EXCERPTED DATA:
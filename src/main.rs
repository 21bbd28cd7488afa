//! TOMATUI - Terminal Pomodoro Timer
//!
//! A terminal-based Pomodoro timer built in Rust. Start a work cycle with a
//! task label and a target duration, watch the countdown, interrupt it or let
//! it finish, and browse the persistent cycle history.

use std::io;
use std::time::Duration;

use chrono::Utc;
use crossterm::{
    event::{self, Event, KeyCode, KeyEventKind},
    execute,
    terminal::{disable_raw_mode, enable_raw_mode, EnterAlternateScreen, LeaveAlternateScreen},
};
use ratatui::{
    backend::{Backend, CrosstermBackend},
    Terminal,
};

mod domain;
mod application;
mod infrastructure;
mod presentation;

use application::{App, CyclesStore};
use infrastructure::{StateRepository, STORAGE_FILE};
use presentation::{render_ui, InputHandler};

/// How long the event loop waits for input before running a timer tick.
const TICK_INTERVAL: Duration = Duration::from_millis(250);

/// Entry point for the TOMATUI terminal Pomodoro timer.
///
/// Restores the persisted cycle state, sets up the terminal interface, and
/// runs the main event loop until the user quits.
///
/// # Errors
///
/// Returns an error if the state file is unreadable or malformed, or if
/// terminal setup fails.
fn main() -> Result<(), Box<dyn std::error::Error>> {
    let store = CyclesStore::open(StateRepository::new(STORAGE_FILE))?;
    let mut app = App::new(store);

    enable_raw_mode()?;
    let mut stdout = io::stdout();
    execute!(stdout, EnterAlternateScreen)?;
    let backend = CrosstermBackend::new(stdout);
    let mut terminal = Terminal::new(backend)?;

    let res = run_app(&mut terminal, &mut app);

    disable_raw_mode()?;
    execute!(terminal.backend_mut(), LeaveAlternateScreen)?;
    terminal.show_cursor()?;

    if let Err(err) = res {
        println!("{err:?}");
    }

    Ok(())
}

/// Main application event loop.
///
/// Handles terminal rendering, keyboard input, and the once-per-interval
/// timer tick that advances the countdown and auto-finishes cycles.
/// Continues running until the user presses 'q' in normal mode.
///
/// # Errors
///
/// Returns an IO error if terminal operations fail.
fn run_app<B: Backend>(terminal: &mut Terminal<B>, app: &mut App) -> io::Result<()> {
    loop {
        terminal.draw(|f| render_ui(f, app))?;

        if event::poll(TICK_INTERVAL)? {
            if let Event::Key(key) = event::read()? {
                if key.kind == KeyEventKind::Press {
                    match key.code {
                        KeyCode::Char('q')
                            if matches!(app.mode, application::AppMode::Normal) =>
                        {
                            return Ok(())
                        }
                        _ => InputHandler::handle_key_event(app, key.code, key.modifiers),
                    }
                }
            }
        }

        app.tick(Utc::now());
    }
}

TASK ITEM: Scan the records above for the lines holding "if let Err(err)" and "and auto-finishes cycles.". Transcribe those two and every line between them word for word, and no others.

OUTPUT FOR THIS TASK:
    if let Err(err) = res {
        println!("{err:?}");
    }

    Ok(())
}

/// Main application event loop.
///
/// Handles terminal rendering, keyboard input, and the once-per-interval
/// timer tick that advances the countdown and auto-finishes cycles.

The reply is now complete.